■ **Brief**: Output nothing but the lines from the first line of the entries to the line with "pub use wrapper::MongoAdapterError;", inclusive, exactly as they read.

■ **Information provided**:
+ + + + + + +

use axum::http::StatusCode;
use axum::response::{IntoResponse, Response};
use axum::Json;
use parks::errors::ParksError;
use serde::Serialize;

/// JSON error body: `{"http_status": 400, "error_msg": "..."}`.
#[derive(Debug, Serialize)]
pub struct ErrorBody {
    pub http_status: u16,
    pub error_msg: String,
}

/// A failed request. Validation failures answer 400, everything else 500.
#[derive(Debug)]
pub struct ApiError(pub ParksError);

impl ApiError {
    pub fn status(&self) -> StatusCode {
        if self.0.is_client_error() {
            StatusCode::BAD_REQUEST
        } else {
            StatusCode::INTERNAL_SERVER_ERROR
        }
    }
}

impl From<ParksError> for ApiError {
    fn from(err: ParksError) -> Self {
        ApiError(err)
    }
}

impl IntoResponse for ApiError {
    fn into_response(self) -> Response {
        let status = self.status();
        // client errors carry the usage text only, details stay in the log
        let error_msg = if status == StatusCode::BAD_REQUEST {
            log::debug!("Bad request: {}", self.0);
            self.0.message().to_string()
        } else {
            log::error!("Request failed: {}", self.0);
            self.0.to_string()
        };
        let body = ErrorBody {
            http_status: status.as_u16(),
            error_msg,
        };
        (status, Json(body)).into_response()
    }
}
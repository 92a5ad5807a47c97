//! MongoDB backend for the parks service.
//!
//! Records live in one collection with a `2dsphere` index on `pos`; box
//! queries run as `$geoWithin` / `$box` filters.

mod config;
mod module;
mod store;
mod wrapper;

pub use config::*;
pub use module::*;
pub use store::{MongoConnector, MongoStore};
pub use wrapper::MongoAdapterError;
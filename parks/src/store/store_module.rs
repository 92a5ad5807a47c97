use crate::errors::ParksResult;
use crate::store::StoreConnector;
use std::sync::Arc;

/// A pluggable storage backend.
///
/// Backend crates expose a module type with a builder; loading it into a
/// [`ParkServiceBuilder`](crate::service::ParkServiceBuilder) selects the
/// connector the service dials through.
pub trait StoreModule {
    fn connector(&self) -> ParksResult<Arc<dyn StoreConnector>>;
}
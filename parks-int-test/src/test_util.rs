use parks::config::{ParksConfig, RetryPolicy, SeedSource};
use parks::errors::{ErrorKind, ParksError, ParksResult};
use parks::record::Record;
use parks::service::ParkService;
use parks::store::memory::InMemoryStoreModule;
use serde_json::json;
use std::backtrace::Backtrace;
use std::thread;
use std::time::{Duration, Instant};

/// Runs a test between `before` and `after`, retrying flaky failures.
///
/// `after` runs even when the test fails. A panic or error in the last
/// attempt fails the test with the collected details.
pub fn run_test<T, B, A>(before: B, test: T, after: A)
where
    T: Fn(TestContext) -> ParksResult<()> + std::panic::UnwindSafe + std::panic::RefUnwindSafe,
    B: Fn() -> ParksResult<TestContext> + std::panic::UnwindSafe + std::panic::RefUnwindSafe,
    A: Fn(TestContext) -> ParksResult<()> + std::panic::UnwindSafe + std::panic::RefUnwindSafe,
{
    const MAX_RETRIES: u32 = 3;
    let mut last_error: Option<String> = None;
    let mut last_backtrace: Option<String> = None;

    for attempt in 1..=MAX_RETRIES {
        let start_time = Instant::now();

        let result = std::panic::catch_unwind(|| {
            let backtrace = Backtrace::capture();
            match before() {
                Ok(ctx) => match test(ctx.clone()) {
                    Ok(_) => after(ctx)
                        .map_err(|e| (format!("After run failed: {:?}", e), backtrace.to_string())),
                    Err(e) => {
                        let _ = after(ctx);
                        Err((format!("Test failed: {:?}", e), backtrace.to_string()))
                    }
                },
                Err(e) => Err((format!("Before run failed: {:?}", e), backtrace.to_string())),
            }
        });

        let elapsed = start_time.elapsed();
        let failure = match result {
            Ok(Ok(_)) => return,
            Ok(Err((e, bt))) => {
                last_backtrace = Some(bt);
                e
            }
            Err(panic_err) => {
                let msg = if let Some(s) = panic_err.downcast_ref::<&str>() {
                    s.to_string()
                } else if let Some(s) = panic_err.downcast_ref::<String>() {
                    s.clone()
                } else {
                    "Unknown panic".to_string()
                };
                last_backtrace = Some(Backtrace::capture().to_string());
                format!("Panic: {}", msg)
            }
        };

        if attempt < MAX_RETRIES {
            eprintln!(
                "\n========== Test Attempt {}/{} Failed (took {:?}) ==========",
                attempt, MAX_RETRIES, elapsed
            );
            eprintln!("Error: {}", failure);
            eprintln!("Retrying in {}ms...\n", 100 * attempt);
            thread::sleep(Duration::from_millis(100 * attempt as u64));
        }
        last_error = Some(failure);
    }

    eprintln!("\n==================== TEST FAILED ====================");
    eprintln!("Failed after {} attempts", MAX_RETRIES);
    eprintln!("Last error: {}", last_error.as_deref().unwrap_or("Unknown"));
    if let Some(bt) = &last_backtrace {
        if !bt.is_empty() && !bt.contains("disabled") {
            eprintln!("\nBacktrace:\n{}", bt);
        }
    }
    eprintln!("=====================================================\n");

    panic!(
        "Test failed after {} attempts. Last error: {}",
        MAX_RETRIES,
        last_error.unwrap_or_default()
    );
}

#[derive(Clone)]
pub struct TestContext {
    service: ParkService,
    memory: Option<InMemoryStoreModule>,
}

impl TestContext {
    pub fn new(service: ParkService, memory: Option<InMemoryStoreModule>) -> Self {
        Self { service, memory }
    }

    pub fn service(&self) -> ParkService {
        self.service.clone()
    }

    /// The in-memory backend, when the context runs on it.
    pub fn memory(&self) -> Option<&InMemoryStoreModule> {
        self.memory.as_ref()
    }

    /// Number of documents, read through the service.
    pub fn count(&self) -> ParksResult<usize> {
        Ok(self.service.query_all()?.len())
    }
}

pub fn point(name: &str, lon: f64, lat: f64) -> Record {
    Record::from_value(json!({"name": name, "pos": [lon, lat]}))
        .unwrap_or_else(|e| panic!("invalid test record: {}", e))
}

/// Three points: one at (5, 5), one at (50, 50) and one at (-20, 30).
pub fn three_points() -> Vec<Record> {
    vec![
        point("five", 5.0, 5.0),
        point("fifty", 50.0, 50.0),
        point("elsewhere", -20.0, 30.0),
    ]
}

pub fn test_config(seed: SeedSource) -> ParksConfig {
    ParksConfig::builder()
        .retry_policy(RetryPolicy::new(5, Duration::from_millis(1)))
        .seed_source(seed)
        .build()
}

/// Context on the given in-memory store, regardless of enabled features.
pub fn create_memory_context(module: InMemoryStoreModule, seed: SeedSource) -> ParksResult<TestContext> {
    let service = ParkService::builder()
        .config(test_config(seed))
        .load_module(module.clone())
        .build()?;
    Ok(TestContext::new(service, Some(module)))
}

#[cfg(not(feature = "mongo"))]
pub fn create_context_with(seed: SeedSource) -> ParksResult<TestContext> {
    create_memory_context(InMemoryStoreModule::new(), seed)
}

#[cfg(feature = "mongo")]
pub fn create_context_with(seed: SeedSource) -> ParksResult<TestContext> {
    use parks_mongo_adapter::MongoModule;

    let uri = std::env::var("PARKS_TEST_DB_URI").map_err(|_| {
        ParksError::new(
            "PARKS_TEST_DB_URI must name a MongoDB deployment for the mongo suite",
            ErrorKind::ConfigError,
        )
    })?;
    // one collection per context so suites can run in parallel
    let collection = format!("parkpoints_{}", uuid::Uuid::new_v4().simple());
    let config = ParksConfig::builder()
        .connection_string(&uri)
        .collection_name(&collection)
        .retry_policy(RetryPolicy::new(5, Duration::from_millis(100)))
        .seed_source(seed)
        .build();
    let module = MongoModule::from_parks_config(&config)
        .server_selection_timeout(Duration::from_secs(2))
        .build()?;
    let service = ParkService::builder()
        .config(config)
        .load_module(module)
        .build()?;
    Ok(TestContext::new(service, None))
}

/// Context seeded with [`three_points`].
pub fn create_test_context() -> ParksResult<TestContext> {
    create_context_with(SeedSource::Records(three_points()))
}

/// Context seeded with the built-in park dataset.
pub fn create_dataset_context() -> ParksResult<TestContext> {
    create_context_with(SeedSource::Embedded)
}

/// Drops the collection and closes the connection.
pub fn cleanup(ctx: TestContext) -> ParksResult<()> {
    let service = ctx.service();
    if let Err(e) = service.flush() {
        eprintln!("Warning: Failed to flush collection: {:?}", e);
    }
    service.shutdown()
}

/// Fails unless `err` has the expected kind.
pub fn expect_kind(err: &ParksError, kind: ErrorKind) -> ParksResult<()> {
    if err.kind() == &kind {
        Ok(())
    } else {
        Err(ParksError::new_with_cause(
            &format!("expected {} but got {}", kind, err.kind()),
            ErrorKind::InternalError,
            err.clone(),
        ))
    }
}
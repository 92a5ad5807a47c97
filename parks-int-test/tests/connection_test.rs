use parks::config::SeedSource;
use parks::connection::ConnectionState;
use parks::errors::ErrorKind;
use parks::query::BoxQueryParams;
use parks::service::SeedOutcome;
use parks::spatial::SpatialIndex;
use parks::store::memory::{InMemoryDatabase, InMemoryStore, InMemoryStoreModule};
use parks::store::ParkStoreProvider;
use parks_int_test::test_util::{
    cleanup, create_memory_context, create_test_context, expect_kind, run_test, three_points,
};
use std::sync::atomic::{AtomicBool, Ordering};
use std::sync::{Arc, Barrier};
use std::thread;
use std::time::Duration;

#[ctor::ctor]
fn init() {
    colog::init();
}

fn seeded() -> SeedSource {
    SeedSource::Records(three_points())
}

#[test]
fn test_concurrent_first_calls_dial_once() {
    run_test(
        || {
            let module = InMemoryStoreModule::with_config()
                .dial_latency(Duration::from_millis(50))
                .build();
            create_memory_context(module, seeded())
        },
        |ctx| {
            let service = ctx.service();
            let num_threads = 10;
            let barrier = Arc::new(Barrier::new(num_threads));

            let handles: Vec<_> = (0..num_threads)
                .map(|_| {
                    let service = service.clone();
                    let barrier = Arc::clone(&barrier);
                    thread::spawn(move || {
                        barrier.wait();
                        service.query_all().map(|records| records.len())
                    })
                })
                .collect();

            for handle in handles {
                let result = handle.join().expect("query thread panicked");
                assert_eq!(result?, 0);
            }

            let dials = ctx.memory().map(|m| m.in_memory_connector().dial_count());
            assert_eq!(dials, Some(1));
            assert_eq!(service.connection_state(), ConnectionState::Connected);
            Ok(())
        },
        cleanup,
    )
}

#[test]
fn test_concurrent_initialize_seeds_once() {
    run_test(
        || create_memory_context(InMemoryStoreModule::new(), seeded()),
        |ctx| {
            let service = ctx.service();
            // warm the connection so the threads race on seeding only
            service.connection().ensure_connection()?;
            let num_threads = 4;
            let barrier = Arc::new(Barrier::new(num_threads));

            let handles: Vec<_> = (0..num_threads)
                .map(|_| {
                    let service = service.clone();
                    let barrier = Arc::clone(&barrier);
                    thread::spawn(move || {
                        barrier.wait();
                        service.initialize()
                    })
                })
                .collect();

            let mut seeded = 0;
            for handle in handles {
                if let SeedOutcome::Seeded { .. } = handle.join().expect("init thread panicked")? {
                    seeded += 1;
                }
            }
            assert_eq!(seeded, 1);
            assert_eq!(ctx.count()?, 3);
            Ok(())
        },
        cleanup,
    )
}

#[test]
fn test_index_creation_does_not_disrupt_reads() {
    run_test(
        || {
            // documents already present, index not yet built
            let database = InMemoryDatabase::new("parks", "parkpoints");
            InMemoryStore::new(database.clone()).insert_many(three_points())?;
            let module = InMemoryStoreModule::with_config().database(database).build();
            create_memory_context(module, seeded())
        },
        |ctx| {
            let service = ctx.service();
            let database = ctx.memory().map(|m| m.database().clone()).expect("memory backend");
            let num_readers = 4;
            let barrier = Arc::new(Barrier::new(num_readers + 1));

            let indexer = {
                let service = service.clone();
                let database = database.clone();
                let barrier = Arc::clone(&barrier);
                thread::spawn(move || {
                    barrier.wait();
                    for _ in 0..50 {
                        database.drop_indexes();
                        let outcome = service.initialize()?;
                        assert_eq!(outcome, SeedOutcome::AlreadySeeded { existing: 3 });
                        assert!(database.has_index(&SpatialIndex::default()));
                    }
                    Ok::<(), parks::errors::ParksError>(())
                })
            };

            let readers: Vec<_> = (0..num_readers)
                .map(|_| {
                    let service = service.clone();
                    let barrier = Arc::clone(&barrier);
                    thread::spawn(move || {
                        barrier.wait();
                        let params = BoxQueryParams::new(0.0, 0.0, 10.0, 10.0);
                        for _ in 0..200 {
                            assert_eq!(service.query_all()?.len(), 3);
                            let found = service.query_box(&params)?;
                            assert_eq!(found.len(), 1);
                            assert_eq!(
                                found[0].get("name").and_then(|v| v.as_str()),
                                Some("five")
                            );
                        }
                        Ok::<(), parks::errors::ParksError>(())
                    })
                })
                .collect();

            indexer.join().expect("indexer thread panicked")?;
            for reader in readers {
                reader.join().expect("reader thread panicked")?;
            }
            assert_eq!(database.index_count(), 1);
            assert_eq!(ctx.count()?, 3);
            Ok(())
        },
        cleanup,
    )
}

#[test]
fn test_retry_then_connect() {
    run_test(
        || {
            let module = InMemoryStoreModule::with_config().failing_dials(4).build();
            create_memory_context(module, seeded())
        },
        |ctx| {
            let service = ctx.service();
            assert_eq!(service.initialize()?, SeedOutcome::Seeded { inserted: 3 });
            let dials = ctx.memory().map(|m| m.in_memory_connector().dial_count());
            assert_eq!(dials, Some(5));
            Ok(())
        },
        cleanup,
    )
}

#[test]
fn test_retry_exhaustion_reports_last_cause() {
    run_test(
        || {
            let module = InMemoryStoreModule::with_config().failing_dials(5).build();
            create_memory_context(module, seeded())
        },
        |ctx| {
            let service = ctx.service();
            let err = match service.initialize() {
                Ok(outcome) => panic!("connected through a dead store: {}", outcome),
                Err(err) => err,
            };
            expect_kind(&err, ErrorKind::ConnectionError)?;
            assert!(err.message().contains("after 5 attempts"));
            let cause = err.cause().map(|c| c.message().to_string()).unwrap_or_default();
            assert!(cause.contains("dial #5"), "unexpected cause: {}", cause);
            assert_eq!(service.connection_state(), ConnectionState::Failed);

            // the next call starts a fresh cycle and the store is up again
            assert_eq!(service.initialize()?, SeedOutcome::Seeded { inserted: 3 });
            assert_eq!(service.connection_state(), ConnectionState::Connected);
            Ok(())
        },
        cleanup,
    )
}

#[test]
fn test_validation_never_reaches_store() {
    run_test(
        || create_memory_context(InMemoryStoreModule::new(), seeded()),
        |ctx| {
            let service = ctx.service();
            let module = ctx.memory().cloned().expect("memory backend");

            let mut missing = BoxQueryParams::new(1.0, 1.0, 2.0, 2.0);
            missing.lon1 = None;
            let mut garbage = BoxQueryParams::new(1.0, 1.0, 2.0, 2.0);
            garbage.lat1 = Some("12abc".to_string());
            let bad_limit = BoxQueryParams::new(1.0, 1.0, 2.0, 2.0).with_limit("-1");

            for params in [missing, garbage, bad_limit, BoxQueryParams::default()] {
                let err = match service.query_box(&params) {
                    Ok(_) => panic!("accepted {:?}", params),
                    Err(err) => err,
                };
                assert!(err.is_client_error());
            }
            assert_eq!(module.in_memory_connector().dial_count(), 0);
            assert_eq!(module.database().operation_count(), 0);
            Ok(())
        },
        cleanup,
    )
}

#[test]
fn test_one_shot_initialize_closes_connection() {
    run_test(
        || create_memory_context(InMemoryStoreModule::new(), seeded()),
        |ctx| {
            let observer = ctx.service();
            let outcome = ctx.service().one_shot().initialize()?;
            assert_eq!(outcome, SeedOutcome::Seeded { inserted: 3 });
            assert_eq!(observer.connection_state(), ConnectionState::Disconnected);

            // data stays, and a one-shot flush also closes afterwards
            assert_eq!(ctx.count()?, 3);
            ctx.service().one_shot().flush()?;
            assert_eq!(observer.connection_state(), ConnectionState::Disconnected);
            assert_eq!(ctx.count()?, 0);
            Ok(())
        },
        cleanup,
    )
}

#[test]
fn test_one_shot_closes_connection_on_failure() {
    run_test(
        || create_memory_context(InMemoryStoreModule::new(), SeedSource::File("/nonexistent/parks.json".into())),
        |ctx| {
            let observer = ctx.service();
            let err = match ctx.service().one_shot().initialize() {
                Ok(outcome) => panic!("seeded from a missing file: {}", outcome),
                Err(err) => err,
            };
            expect_kind(&err, ErrorKind::DatasetError)?;
            assert_eq!(observer.connection_state(), ConnectionState::Disconnected);
            Ok(())
        },
        cleanup,
    )
}

#[test]
fn test_background_initialization() {
    run_test(
        || {
            let module = InMemoryStoreModule::with_config()
                .dial_latency(Duration::from_millis(20))
                .failing_dials(2)
                .build();
            create_memory_context(module, seeded())
        },
        |ctx| {
            let service = ctx.service();
            let done = Arc::new(AtomicBool::new(false));
            let flag = Arc::clone(&done);
            let background = service.clone();
            let handle = thread::spawn(move || {
                let outcome = background.initialize();
                flag.store(true, Ordering::SeqCst);
                outcome
            });

            awaitility::at_most(Duration::from_secs(5)).until(|| done.load(Ordering::SeqCst));
            assert!(handle.join().expect("init thread panicked").is_ok());
            assert_eq!(ctx.count()?, 3);
            Ok(())
        },
        cleanup,
    )
}

#[test]
fn test_query_store_failure_is_query_error() {
    run_test(
        create_test_context,
        |ctx| {
            let service = ctx.service();
            service.initialize()?;
            let Some(module) = ctx.memory() else {
                return Ok(());
            };
            module.database().set_available(false);
            let err = match service.query_box(&BoxQueryParams::new(0.0, 0.0, 10.0, 10.0)) {
                Ok(_) => panic!("query succeeded on an unavailable store"),
                Err(err) => err,
            };
            module.database().set_available(true);
            expect_kind(&err, ErrorKind::QueryError)?;
            assert!(!err.is_client_error());
            Ok(())
        },
        cleanup,
    )
}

+ + + + + + +

■ **Expected output**:
use axum::http::StatusCode;
use axum::response::{IntoResponse, Response};
use axum::Json;
use parks::errors::ParksError;
use serde::Serialize;

/// JSON error body: `{"http_status": 400, "error_msg": "..."}`.
#[derive(Debug, Serialize)]
pub struct ErrorBody {
    pub http_status: u16,
    pub error_msg: String,
}

/// A failed request. Validation failures answer 400, everything else 500.
#[derive(Debug)]
pub struct ApiError(pub ParksError);

impl ApiError {
    pub fn status(&self) -> StatusCode {
        if self.0.is_client_error() {
            StatusCode::BAD_REQUEST
        } else {
            StatusCode::INTERNAL_SERVER_ERROR
        }
    }
}

impl From<ParksError> for ApiError {
    fn from(err: ParksError) -> Self {
        ApiError(err)
    }
}

impl IntoResponse for ApiError {
    fn into_response(self) -> Response {
        let status = self.status();
        // client errors carry the usage text only, details stay in the log
        let error_msg = if status == StatusCode::BAD_REQUEST {
            log::debug!("Bad request: {}", self.0);
            self.0.message().to_string()
        } else {
            log::error!("Request failed: {}", self.0);
            self.0.to_string()
        };
        let body = ErrorBody {
            http_status: status.as_u16(),
            error_msg,
        };
        (status, Json(body)).into_response()
    }
}
repository 92a5ad5807a47c97
//! MongoDB backend for the parks service.
//!
//! Records live in one collection with a `2dsphere` index on `pos`; box
//! queries run as `$geoWithin` / `$box` filters.

mod config;
mod module;
mod store;
mod wrapper;

pub use config::*;
pub use module::*;
pub use store::{MongoConnector, MongoStore};
pub use wrapper::MongoAdapterError;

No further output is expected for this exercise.